I am developing a relatively large model using xarray and therefore want to make use of chunks. Most of my operations run a lot faster when chunked but there is one that keeps running (a lot) slower than unchunked.

Take this dataarray as an example (the real one is a lot bigger)

import xarray as xr
import numpy as np

da = xr.DataArray(
    np.random.randint(low=-5, high=5, size=(10, 100, 100)),
    coords=[range(10), range(100), range(100)],
    dims=["time", "x", "y"],
).chunk(chunks={"x":10, "y":10}) # comment this to opt out of chunking

my_max = 10
def sum_storage(arr):
    arr_new = xr.zeros_like(arr)
    for idx in range(1,len(arr)):
        arr_new[dict(time=idx)] = arr_new[dict(time=idx-1)] + da[dict(time=idx)]
        arr_storage[dict(time=idx)] = arr_storage[dict(time=idx)].where(arr_storage[dict(time=idx)] <= my_max, my_max)
    return arr_new

%time arr_storage = sum_storage(da)

I ran this unchunked and chunked. CPU times:
Unchunked: 0 ns. Chunked: 6.72 s

I have tried .rolling and .np_apply_along_axis following other suggestions (e.g., Applying custom functions to rolling · pydata/xarray · Discussion #6247 · GitHub) and applying the ufunc on dask array (Handling dask arrays). I also called a function using xr.concat e.g.:

xr.concat([my_function(da[dict(time=i)]) for i in my_list], dim=da.time)

but all solutions I looked at are iterating on only one dataarray. Whereas my example has two dataarrays that need to be iterated over at the same time, including the fact that for one of the arrays the idx and idx-1 indices need to be accessed, where the idx component needs to be derived from the idx-1 component first.

Any suggestions?

Hi Rogier

Does xarray’s cumsum do what you need ? It looks like you are trying to do a cumulative sum over time ?

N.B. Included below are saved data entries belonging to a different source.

//! Integration test: reference-counted release of shared streams.
//!
//! A stream published to several subscribers must survive until the last
//! of them releases it, and its drop must be ordered after the tokens of
//! the publisher and of *every* holder, not only the last one to release.
//! Holders read a shared stream concurrently.

use std::sync::{Arc, Barrier, Mutex};

use rill_core::Scheduler;
use rill_events::{BusKey, ContainerConfig, EventBus, EventContainer, EventError, EventReaders};
use rill_stream::{EventStream, LaneLayout, LaneRead, StreamConfig, StreamError};
use rill_test_utils::fixtures::{damage_events, fill_lane, tiny_blocks, DamageEvent};
use rill_test_utils::{init_test_logging, CountingAllocator, ManualScheduler, PoolScheduler};

fn published_stream(counter: &Arc<CountingAllocator>) -> Arc<EventStream> {
    let stream = EventStream::new(
        LaneLayout::Indexed { lanes: 2 },
        StreamConfig::with_block_size(64),
        counter.shared(),
    )
    .unwrap();
    fill_lane(&stream, 0, &damage_events(0, 10)).unwrap();
    fill_lane(&stream, 1, &damage_events(10, 10)).unwrap();
    Arc::new(stream)
}

// ── Bus protocol ─────────────────────────────────────────────────────

#[test]
fn three_holders_release_in_turn() {
    init_test_logging();
    let scheduler = Arc::new(ManualScheduler::new(4));
    let bus = EventBus::new(Arc::clone(&scheduler));
    let key = BusKey::from("damage");
    let counter = CountingAllocator::new();

    let owner = bus.subscribe(key.clone());
    let subscribers = [
        bus.subscribe(key.clone()),
        bus.subscribe(key.clone()),
        bus.subscribe(key.clone()),
    ];
    let stream = published_stream(&counter);
    let id = stream.id();
    let produced = scheduler.pending();
    bus.publish(&key, owner, vec![stream], produced.clone())
        .unwrap();
    assert_eq!(bus.holders(&key, id), subscribers.to_vec());

    let mut reader_tokens = Vec::new();
    let mut frees = Vec::new();
    for (i, subscriber) in subscribers.iter().enumerate() {
        let inbox = bus.take_inbox(&key, *subscriber).unwrap();
        assert_eq!(inbox.len(), 1);
        let (stream, after) = inbox.into_iter().next().unwrap();
        assert_eq!(after, produced);
        assert_eq!(stream.element_count().unwrap(), 20);

        let read = scheduler.pending();
        reader_tokens.push(read.clone());
        frees.push(bus.release(&key, *subscriber, vec![stream], read).unwrap());

        if i < 2 {
            assert_eq!(bus.shared_stream_count(&key), 1, "freed after {} releases", i + 1);
            assert_eq!(bus.holders(&key, id).len(), 2 - i);
        }
    }
    assert_eq!(bus.shared_stream_count(&key), 0);

    // The first two releases scheduled nothing; the third scheduled the drop.
    assert!(frees[0].is_empty());
    assert!(frees[1].is_empty());
    let free = &frees[2];
    assert!(scheduler.covers(free, &produced));
    for token in &reader_tokens {
        assert!(scheduler.covers(free, token));
    }

    // Completing the last holder alone must not free the stream.
    scheduler.complete(&reader_tokens[2]);
    assert_eq!(counter.releases(), 0);
    scheduler.complete(&reader_tokens[0]);
    scheduler.complete(&produced);
    assert_eq!(counter.releases(), 0);
    scheduler.complete(&reader_tokens[1]);
    assert!(scheduler.is_complete(free));
    assert_eq!(counter.outstanding(), 0);
}

#[test]
fn releasing_twice_is_rejected() {
    let scheduler = Arc::new(ManualScheduler::new(1));
    let bus = EventBus::new(Arc::clone(&scheduler));
    let key = BusKey::from("damage");
    let counter = CountingAllocator::new();
    let owner = bus.subscribe(key.clone());
    let a = bus.subscribe(key.clone());
    let b = bus.subscribe(key.clone());
    let stream = published_stream(&counter);
    let id = stream.id();
    bus.publish(&key, owner, vec![stream], scheduler.completed())
        .unwrap();

    let (stream, _) = bus.take_inbox(&key, a).unwrap().pop().unwrap();
    bus.release(&key, a, vec![Arc::clone(&stream)], scheduler.completed())
        .unwrap();
    assert!(matches!(
        bus.release(&key, a, vec![stream], scheduler.completed()),
        Err(EventError::NotHolder { .. })
    ));
    assert_eq!(bus.holders(&key, id), vec![b]);
    assert_eq!(counter.releases(), 0);

    bus.unsubscribe(&key, b).unwrap();
    assert_eq!(counter.outstanding(), 0);
}

// ── Through containers ───────────────────────────────────────────────

#[test]
fn containers_share_streams_over_the_bus() {
    init_test_logging();
    let scheduler = Arc::new(ManualScheduler::new(2));
    let bus = Arc::new(EventBus::new(Arc::clone(&scheduler)));
    let counter = CountingAllocator::new();
    let config = ContainerConfig::new("damage").with_stream(StreamConfig::with_block_size(64));

    let mut physics =
        EventContainer::new(config.clone(), Arc::clone(&scheduler), counter.shared()).unwrap();
    let mut audio = EventContainer::new(config, Arc::clone(&scheduler), counter.shared()).unwrap();
    physics.attach_bus(Arc::clone(&bus), "damage").unwrap();
    audio.attach_bus(Arc::clone(&bus), "damage").unwrap();
    assert!(matches!(
        audio.attach_bus(Arc::clone(&bus), "damage"),
        Err(EventError::BusAlreadyAttached { .. })
    ));

    // Tick 0: physics produces and consumes its own events.
    let session = physics.create_indexed_stream(1).unwrap();
    fill_lane(session.stream(), 0, &damage_events(0, 5)).unwrap();
    let produced = scheduler.pending();
    physics.complete_producer(session, produced.clone()).unwrap();
    let (own, _) = physics.readers().unwrap();
    assert_eq!(own.collect::<DamageEvent>().unwrap(), damage_events(0, 5));
    drop(own);
    let physics_read = scheduler.pending();
    physics.add_consumer_token(physics_read.clone()).unwrap();
    let physics_done = physics.end_of_tick().unwrap();

    // Audio picks the stream up in its own read phase.
    let (shared, after) = audio.readers().unwrap();
    assert_eq!(audio.external_stream_count(), 1);
    assert!(scheduler.covers(&after, &physics_done));
    assert_eq!(shared.collect::<DamageEvent>().unwrap(), damage_events(0, 5));
    drop(shared);
    let audio_read = scheduler.pending();
    audio.add_consumer_token(audio_read.clone()).unwrap();
    audio.end_of_tick().unwrap();
    assert_eq!(audio.external_stream_count(), 0);

    let teardown = audio.teardown_token();
    assert!(scheduler.covers(&teardown, &produced));
    assert!(scheduler.covers(&teardown, &physics_read));
    assert!(scheduler.covers(&teardown, &audio_read));

    scheduler.complete(&audio_read);
    assert_eq!(counter.releases(), 0, "freed before physics readers finished");
    scheduler.complete(&physics_done);
    assert_eq!(counter.outstanding(), 0);

    physics.shutdown().unwrap();
    audio.shutdown().unwrap();
    assert_eq!(bus.subscriber_count(&BusKey::from("damage")), 0);
}

// ── Concurrent holders ───────────────────────────────────────────────

const SUBSCRIBERS: usize = 3;
const SHARED_RECORDS: u32 = 40;

/// Open lane 0 of the first stream, wait until every other holder has
/// opened it too, then replay it.
fn read_in_step(readers: &EventReaders, barrier: &Barrier) -> Result<Vec<DamageEvent>, StreamError> {
    let mut reader = readers.stream_reader(0).expect("one shared stream");
    let opened = reader.begin_lane(0);
    barrier.wait();
    let count = opened?;
    let mut out = Vec::with_capacity(count as usize);
    for _ in 0..count {
        out.push(reader.read::<DamageEvent>()?);
    }
    reader.end_lane()?;
    Ok(out)
}

#[test]
fn subscribers_read_one_stream_at_the_same_time() {
    init_test_logging();
    let scheduler = Arc::new(PoolScheduler::new(SUBSCRIBERS));
    let bus = Arc::new(EventBus::new(Arc::clone(&scheduler)));
    let counter = CountingAllocator::new();
    let config = ContainerConfig::new("damage")
        .with_stream(tiny_blocks(4, std::mem::size_of::<DamageEvent>()));

    let mut physics =
        EventContainer::new(config.clone(), Arc::clone(&scheduler), counter.shared()).unwrap();
    physics.attach_bus(Arc::clone(&bus), "damage").unwrap();
    let mut holders: Vec<_> = (0..SUBSCRIBERS)
        .map(|_| {
            let mut container =
                EventContainer::new(config.clone(), Arc::clone(&scheduler), counter.shared())
                    .unwrap();
            container.attach_bus(Arc::clone(&bus), "damage").unwrap();
            container
        })
        .collect();

    let session = physics.create_indexed_stream(1).unwrap();
    fill_lane(session.stream(), 0, &damage_events(0, SHARED_RECORDS)).unwrap();
    physics.complete_producer(session, scheduler.completed()).unwrap();
    physics.readers().unwrap();
    physics.end_of_tick().unwrap();

    let barrier = Arc::new(Barrier::new(SUBSCRIBERS));
    let seen = Arc::new(Mutex::new(Vec::new()));
    for (i, container) in holders.iter_mut().enumerate() {
        let (readers, after) = container.readers().unwrap();
        assert_eq!(container.external_stream_count(), 1);
        let barrier = Arc::clone(&barrier);
        let sink = Arc::clone(&seen);
        let token = scheduler.schedule_after(
            &after,
            Box::new(move || {
                let result = read_in_step(&readers, &barrier);
                sink.lock().unwrap().push((i, result));
            }),
        );
        container.add_consumer_token(token).unwrap();
    }
    for container in &mut holders {
        container.end_of_tick().unwrap();
    }
    for container in &mut holders {
        container.shutdown().unwrap();
    }
    physics.shutdown().unwrap();

    let mut seen = std::mem::take(&mut *seen.lock().unwrap());
    seen.sort_by_key(|(i, _)| *i);
    assert_eq!(seen.len(), SUBSCRIBERS);
    for (i, result) in seen {
        assert_eq!(result, Ok(damage_events(0, SHARED_RECORDS)), "holder {i}");
    }

    drop(holders);
    drop(physics);
    drop(bus);
    match Arc::try_unwrap(scheduler) {
        Ok(pool) => drop(pool),
        Err(_) => panic!("scheduler still shared after shutdown"),
    }
    assert_eq!(counter.outstanding(), 0);
}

From your example, it’s expected that the unchunked performance would be better than splitting into chunks. The chunks here are too small to be worth the overhead of splitting the operation up. I guess you are running this in a scaled up way, and then because your operation is over the time dimension (e.g. each value of arr_new depends on the previous time and does not depend on adjacent values in x/y) the chunks should be as large as feasible in the time direction.

In the example, it doesn’t actually fill arr_storage with values yet - it is still a dask delayed object. So the times measured are the time to create the dask graph - kind of like its plan of work it will do if values of arr_storage are requested, e.g. through a .load(). So the time that can be more important is the time of .load().

The function sum_storage appears to operate on the whole dataset
and xarray doesn’t know how operate on it in a “by-chunk” way. I didn’t work through the details but I think xarray’s apply_ufunc() or map_blocks() could be used in this case for the operation to be broken up.

1 Like

Hi Rogier,

I would agree with Anton’s suggestion to use cumsum. I think the following code does the same thing as your sum_storage. It’s been tested on your example array, though it’s probably worth double-checking with a subset of your actual array.

def sum_storage_xr(arr):
    # Your sum_storage code discards the first value of da; 
    # not clear if this is deliberate or not but I've imitated this behaviour here using where
    return arr.where(arr.time>0,0).cumsum('time')

Many simple steps in xarray or numpy code will vectorise and use all available cores without needing to be chunked, so if your dataarray fits into memory it’ll be faster without chunks or dask.

The code I’ve listed is slightly slower than what you’ve written, but it works on a chunked dask array without loading if you do need to use chunks.

2 Likes

Thank Anton and Jemma,
Those are excellent responses. However, I do not think I can use cumsum. It is because I did not explain well enough in my initial example. So entirely my fault.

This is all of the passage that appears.